La parole humaine est certes limitée physiologiquement mais elle n'est déterminée ni du point de vue formel (arbitraire du signe) ni du point de vue de ses effets (interprétation et indétermination relative de l'information). L’imagination humaine, la symbolisation, introduit une rupture, un saut ontologique par rapport à tout déterminisme (naturel ou social). 

L'arbitraire du langage signale les limites du déterminisme -c'est ce que n'a pas vu Démocrite, qui continue de maintenir un matérialisme purement mécanique. Il n'a pas assez réfléchi aux implications ontologiques de l'indétermination, de la création à l'œuvre dans l'activité humaine. Ce dépassement ne commencera à être entrepris qu'avec l’élaboration par Marx du concept de praxis (dans les Thèses sur Feuerbach). Et encore Marx lui-même ne parviendra pas à échapper jusqu'au bout à la retombée dans le déterminisme (historique).  

2 commentaires:

  1. Ah oui, mon ami Robin Guilloux d’Agoravox. Un peu scolaire mais très bon, très renseigné sur ce dont il parle.

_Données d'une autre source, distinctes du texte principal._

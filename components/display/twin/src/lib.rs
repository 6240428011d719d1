//! Display sink at the end of the pipeline.
//!
//! Mirrors the fragment stage's output into its own frame: FRAGMENT sets a
//! pixel, CLEAR_FB clears the frame and SYNC completes it. Completed frames
//! can be dumped as PNG files. The pipeline's origin is the lower-left
//! corner, so images are written with the Y axis flipped.

use std::io::Read;
use std::path::{Path, PathBuf};

use ffp_twin_core::color::argb_to_rgba8;
use ffp_twin_core::{Command, CommandReader, Fragment, Opcode, PipeError};
use image::RgbaImage;

/// Commands the display understands.
pub const DECODE_TABLE: &[Opcode] = &[Opcode::Fragment, Opcode::ClearFramebuffer, Opcode::Sync];

/// Counters reported when the display's input closes.
#[derive(Debug, Clone, Copy, Default, PartialEq, Eq)]
pub struct DisplayReport {
    /// SYNC commands seen.
    pub frames: u64,
    /// FRAGMENT commands applied.
    pub fragments: u64,
    /// Commands logged and dropped.
    pub ignored: u64,
}

/// Display frame and counters.
#[derive(Debug, Clone)]
pub struct Display {
    width: u32,
    height: u32,
    frame: Vec<u32>,
    frame_dir: Option<PathBuf>,
    report: DisplayReport,
}

impl Display {
    pub fn new(width: u32, height: u32) -> Self {
        Self {
            width,
            height,
            frame: vec![0; width as usize * height as usize],
            frame_dir: None,
            report: DisplayReport::default(),
        }
    }

    /// Dump every completed frame as `frame_NNNNN.png` into `dir`.
    pub fn with_frame_dir(mut self, dir: impl Into<PathBuf>) -> Self {
        self.frame_dir = Some(dir.into());
        self
    }

    pub fn report(&self) -> DisplayReport {
        self.report
    }

    /// Row-major ARGB pixels, row 0 at the bottom.
    pub fn frame(&self) -> &[u32] {
        &self.frame
    }

    pub fn put_fragment(&mut self, frag: &Fragment) -> Result<(), PipeError> {
        let (x, y) = (frag.x as u32, frag.y as u32);
        if x >= self.width || y >= self.height {
            return Err(PipeError::FragmentOutOfBounds {
                x,
                y,
                width: self.width,
                height: self.height,
            });
        }
        self.frame[y as usize * self.width as usize + x as usize] = frag.color;
        self.report.fragments += 1;
        Ok(())
    }

    pub fn clear(&mut self) {
        self.frame.fill(0);
    }

    /// The current frame as an image, top row first.
    pub fn to_image(&self) -> RgbaImage {
        RgbaImage::from_fn(self.width, self.height, |x, y| {
            let row = (self.height - 1 - y) as usize;
            image::Rgba(argb_to_rgba8(self.frame[row * self.width as usize + x as usize]))
        })
    }

    /// Write the current frame to `path` as PNG.
    pub fn save_png(&self, path: &Path) -> Result<(), PipeError> {
        self.to_image()
            .save(path)
            .map_err(|e| PipeError::Io(std::io::Error::other(e)))
    }

    fn end_frame(&mut self) -> Result<(), PipeError> {
        self.report.frames += 1;
        log::info!("display: frame {}", self.report.frames);
        if let Some(dir) = &self.frame_dir {
            let path = dir.join(format!("frame_{:05}.png", self.report.frames));
            self.save_png(&path)?;
            log::debug!("display: wrote {}", path.display());
        }
        Ok(())
    }

    /// Apply one command from the fragment stage.
    pub fn apply(&mut self, cmd: Command) -> Result<(), PipeError> {
        match cmd {
            Command::Fragment(frag) => self.put_fragment(&frag)?,
            Command::ClearFramebuffer => self.clear(),
            Command::Sync => self.end_frame()?,
            other => {
                log::warn!("display: unexpected command {:#010X}", other.word());
                self.report.ignored += 1;
            }
        }
        Ok(())
    }

    /// Consume `input` until it closes.
    pub fn run<R: Read>(&mut self, input: R) -> Result<DisplayReport, PipeError> {
        let mut reader = CommandReader::new(input);
        while let Some(cmd) = reader.next_command(DECODE_TABLE)? {
            self.apply(cmd)?;
        }
        log::info!(
            "display: input closed after {} frames, {} fragments",
            self.report.frames,
            self.report.fragments
        );
        Ok(self.report)
    }
}
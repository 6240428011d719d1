use thiserror::Error;

/// How an error is treated by the process hosting a stage.
///
/// None of the categories is retried: protocol and resource errors abort the
/// stage, configuration errors exit cleanly before any frame is processed.
#[derive(Debug, Clone, Copy, PartialEq, Eq)]
pub enum ErrorCategory {
    /// Producer and consumer disagree about the command stream.
    Protocol,
    /// A fixed capacity was exceeded.
    Resource,
    /// Bad arguments or unreachable endpoints.
    Config,
}

/// Errors raised while decoding, processing or emitting pipeline commands.
#[derive(Debug, Error)]
pub enum PipeError {
    /// I/O error on one of the stage's streams.
    #[error("I/O error: {0}")]
    Io(#[from] std::io::Error),

    /// A command word does not carry the `0xFFFF` marker in bits 31..16.
    #[error("command word {word:#010X} is missing the 0xFFFF marker")]
    MissingMarker { word: u32 },

    /// The input ended in the middle of a command payload.
    #[error("stream ended inside the payload of command {word:#010X}")]
    Truncated { word: u32 },

    /// The near-W clipper produced a vertex count other than 3 or 4.
    #[error("clipper produced {count} vertices, expected 3 or 4")]
    ClipCount { count: usize },

    /// A vertex survived clipping with a W that cannot be inverted.
    #[error("non-positive w ({w}) after clipping")]
    NonPositiveW { w: f32 },

    /// The stage recognises the command but cannot process it in this position.
    #[error("{stage} cannot process command {word:#010X}")]
    Unsupported { stage: &'static str, word: u32 },

    /// Blending was enabled with a factor selector outside the implemented subset.
    #[error("unsupported blend factor selector {0}")]
    UnknownBlendFactor(u8),

    /// A texel fetch fell outside the external memory region.
    #[error("texel read at byte offset {offset:#X} outside {len}-byte memory")]
    TexelOutOfRange { offset: usize, len: usize },

    /// A fragment addressed a pixel outside the stage's buffers.
    #[error("fragment ({x}, {y}) outside {width}x{height} buffer")]
    FragmentOutOfBounds {
        x: u32,
        y: u32,
        width: u32,
        height: u32,
    },

    /// A stage was configured with unusable parameters.
    #[error("configuration error: {0}")]
    Config(String),
}

impl PipeError {
    /// Classify the error for the hosting process.
    pub fn category(&self) -> ErrorCategory {
        match self {
            PipeError::Io(_) | PipeError::Config(_) => ErrorCategory::Config,
            PipeError::TexelOutOfRange { .. }
            | PipeError::FragmentOutOfBounds { .. } => ErrorCategory::Resource,
            PipeError::MissingMarker { .. }
            | PipeError::Truncated { .. }
            | PipeError::ClipCount { .. }
            | PipeError::NonPositiveW { .. }
            | PipeError::Unsupported { .. }
            | PipeError::UnknownBlendFactor(_) => ErrorCategory::Protocol,
        }
    }
}
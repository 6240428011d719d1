//! Shared types for the fixed-function pipeline twin.
//!
//! Every pipeline block is a [`Stage`] that reads one command stream and
//! writes the next. This crate defines the command protocol, the stream
//! codec, the stage loop and the small amount of math and color handling the
//! blocks share.

pub mod color;
pub mod command;
pub mod error;
pub mod math;
pub mod protocol;
pub mod stage;
pub mod stream;

pub use command::{
    BlendFactor, Command, Fragment, FragmentState, LightParams, RasterState, RawCommand,
    TexFragment, TextureBinding, Triangle, Vertex, VertexLayout, Viewport,
};
pub use error::{ErrorCategory, PipeError};
pub use protocol::Opcode;
pub use stage::{run_stage, Stage, StageReport};
pub use stream::{CommandReader, CommandWriter};

/// Re-exported so component crates and tests share one math library version.
pub use glam;
use clap::Parser;
use ffp_twin::memory::FlatMemory;
use ffp_twin::StageKind;
use ffp_twin_cli::{init_logging, run_stage_binary, StageArgs};

#[derive(Parser)]
#[command(name = "ffp-vertex-transform")]
#[command(about = "Vertex transform and near-W clipping stage", long_about = None)]
#[command(version)]
struct Cli {
    #[command(flatten)]
    stage: StageArgs,
}

fn main() -> anyhow::Result<()> {
    let cli = Cli::parse();
    init_logging(cli.stage.quiet);
    run_stage_binary(StageKind::VertexTransform, &cli.stage, &FlatMemory::zeroed(0))
}
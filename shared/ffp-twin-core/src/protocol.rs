//! Command word layout and protocol constants.
//!
//! A command word carries the marker `0xFFFF` in bits 31..16, the number of
//! payload words in bits 15..8 and an opcode in bits 7..0. Payload words are
//! raw 32-bit values (IEEE-754 floats or integers) with no further framing.
//!
//! Commands are matched on the full 32-bit word: the 3- and 4-component
//! vertex commands share an opcode byte and differ only in their word count.

/// Marker carried in bits 31..16 of every command word.
pub const CMD_MARKER: u32 = 0xFFFF_0000;

/// Largest depth value; the depth buffer clear value.
pub const MAX_DEPTH: u32 = (1 << 24) - 1;

/// Near clipping plane on the homogeneous W axis (float exponent 114).
pub const W_CLIP: f32 = 0.000_122_070_31;

/// Triangles with `|area|` below this are dropped as degenerate.
pub const MIN_TRIANGLE_AREA: f32 = 1.0;

/// Edge function values below this magnitude snap to zero (float exponent 118).
pub const EDGE_SNAP: f32 = 0.001_953_125;

/// Alpha test passes only for alpha bytes strictly greater than this.
pub const ALPHA_REF: u32 = 171;

/// Texture offset bound at stage start-up.
pub const DEFAULT_TEXTURE_OFFSET: u32 = 0x40_0000;

/// Returns true when `word` carries the command marker.
#[inline]
pub const fn has_marker(word: u32) -> bool {
    word & CMD_MARKER == CMD_MARKER
}

/// Number of payload words declared by a command word.
#[inline]
pub const fn payload_len(word: u32) -> usize {
    ((word >> 8) & 0xFF) as usize
}

/// Opcode byte of a command word.
#[inline]
pub const fn opcode_byte(word: u32) -> u8 {
    (word & 0xFF) as u8
}

/// Every command word defined by the pipeline protocol.
#[repr(u32)]
#[derive(Debug, Clone, Copy, PartialEq, Eq, Hash)]
pub enum Opcode {
    /// Object-space triangle, xyz + rgba per vertex.
    Vertex3 = 0xFFFF_1500,
    /// Screen-space triangle, xyzw + rgba per vertex.
    Vertex4 = 0xFFFF_1800,
    /// Object-space lit triangle, xyz + ambient + diffuse + normal.
    Vertex3N3 = 0xFFFF_2A01,
    /// Screen-space lit triangle, xyzw + ambient + diffuse + normal.
    Vertex4N3 = 0xFFFF_2D01,
    /// Object-space textured triangle, xyz + rgba + st.
    Vertex3Tc = 0xFFFF_1B02,
    /// Screen-space textured triangle, xyzw + rgba + st.
    Vertex4Tc = 0xFFFF_1E02,
    /// Frame boundary.
    Sync = 0xFFFF_0010,
    /// Reset the frame buffer to zero.
    ClearFramebuffer = 0xFFFF_0011,
    /// Reset the depth buffer to [`MAX_DEPTH`].
    ClearDepth = 0xFFFF_0012,
    /// Colored fragment.
    Fragment = 0xFFFF_0320,
    /// Texture-coordinate fragment.
    TexFragment = 0xFFFF_0421,
    /// Load the model matrix.
    ModelMatrix = 0xFFFF_1030,
    /// Load the projection matrix.
    ProjectionMatrix = 0xFFFF_1031,
    /// Load the normal matrix.
    NormalMatrix = 0xFFFF_1035,
    /// Rasterizer face culling state.
    RasterState = 0xFFFF_0140,
    /// Fragment test and blend state.
    FragmentState = 0xFFFF_0141,
    /// Lighting enable.
    LightState = 0xFFFF_0142,
    /// Viewport origin, half extents and depth range.
    ViewportParams = 0xFFFF_0650,
    /// Light direction and diffuse color.
    LightParams = 0xFFFF_0851,
    /// Reserved blend parameters, forwarded by every stage.
    BlendParams = 0xFFFF_0152,
    /// Bind a texture image in external memory.
    BindTexture = 0xFFFF_0260,
    /// No operation.
    Nop = 0xFFFF_00F0,
}

impl Opcode {
    /// All opcodes, in table order.
    pub const ALL: [Opcode; 22] = [
        Opcode::Vertex3,
        Opcode::Vertex4,
        Opcode::Vertex3N3,
        Opcode::Vertex4N3,
        Opcode::Vertex3Tc,
        Opcode::Vertex4Tc,
        Opcode::Sync,
        Opcode::ClearFramebuffer,
        Opcode::ClearDepth,
        Opcode::Fragment,
        Opcode::TexFragment,
        Opcode::ModelMatrix,
        Opcode::ProjectionMatrix,
        Opcode::NormalMatrix,
        Opcode::RasterState,
        Opcode::FragmentState,
        Opcode::LightState,
        Opcode::ViewportParams,
        Opcode::LightParams,
        Opcode::BlendParams,
        Opcode::BindTexture,
        Opcode::Nop,
    ];

    /// Look up the opcode for a full command word.
    pub fn from_word(word: u32) -> Option<Self> {
        Self::ALL.iter().copied().find(|op| op.word() == word)
    }

    /// The full 32-bit command word.
    #[must_use]
    pub const fn word(self) -> u32 {
        self as u32
    }

    /// Number of payload words that follow the command word.
    #[must_use]
    pub const fn payload_len(self) -> usize {
        payload_len(self as u32)
    }
}

/// Bits of the rasterizer state word.
pub mod raster_state {
    /// Draw front-facing triangles.
    pub const DRAW_FRONT: u32 = 0x0000_0001;
    /// Draw back-facing triangles.
    pub const DRAW_BACK: u32 = 0x0000_0002;
    /// Both faces drawn (culling disabled).
    pub const DRAW_BOTH: u32 = DRAW_FRONT | DRAW_BACK;
}

/// Bits of the fragment state word.
pub mod fragment_state {
    pub const DEPTH_TEST: u32 = 0x0000_0001;
    pub const DEPTH_WRITE: u32 = 0x0000_0002;
    pub const ALPHA_TEST: u32 = 0x0000_0004;
    pub const BLEND: u32 = 0x0000_0008;
    pub const SRC_FACTOR_SHIFT: u32 = 12;
    pub const DST_FACTOR_SHIFT: u32 = 16;
    pub const FACTOR_MASK: u32 = 0xF;
}

/// Bits of the light state word.
pub mod light_state {
    pub const ENABLE: u32 = 0x0000_0001;
}
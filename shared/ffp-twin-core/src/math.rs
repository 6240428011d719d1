//! Scalar vector helpers with a fixed operation order.
//!
//! Results must match the hardware bit for bit, so every sum here is written
//! out left to right with no fused operations unless stated.

use glam::{Mat4, Vec4};

/// `m * v`, each output component summed left to right over the row.
#[inline]
pub fn mul_mat4_vec4(m: &Mat4, v: Vec4) -> Vec4 {
    let row = |i: usize| {
        let r = m.row(i);
        r.x * v.x + r.y * v.y + r.z * v.z + r.w * v.w
    };
    Vec4::new(row(0), row(1), row(2), row(3))
}

/// `a + t * (b - a)`
#[inline]
pub fn lerp(a: f32, b: f32, t: f32) -> f32 {
    a + t * (b - a)
}

/// Component-wise [`lerp`].
#[inline]
pub fn lerp_vec4(a: Vec4, b: Vec4, t: f32) -> Vec4 {
    Vec4::new(
        lerp(a.x, b.x, t),
        lerp(a.y, b.y, t),
        lerp(a.z, b.z, t),
        lerp(a.w, b.w, t),
    )
}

    Pour le reste, votre hypothèse de relier l’anti-cratylisme de Démocrite à son matérialisme est assez stimulante, il faut le reconnaître. Démocrite est surtout connu pour sa théorie des atomes, je ne savais pas qu’il s’était aussi intéressé à ces questions de langage. Pourquoi pas ? Votre exposé est un peu lapidaire, mais il y a sans doute en effet quelque chose à creuser entre l’arbitraire des concrétions d’atomes au sein du « plan d’immanence » et l’arbitraire du signifiant par rapport au signifié. D’ailleurs on peut sans doute trouver l’équivalence inverse au sein de l’école « idéaliste » : création du monde par Dieu et conception sacrée de la langue (hébreu de la Torah, arabe du Coran, sanskrit des Vedas). Vous avez mis le doigt sur quelque chose !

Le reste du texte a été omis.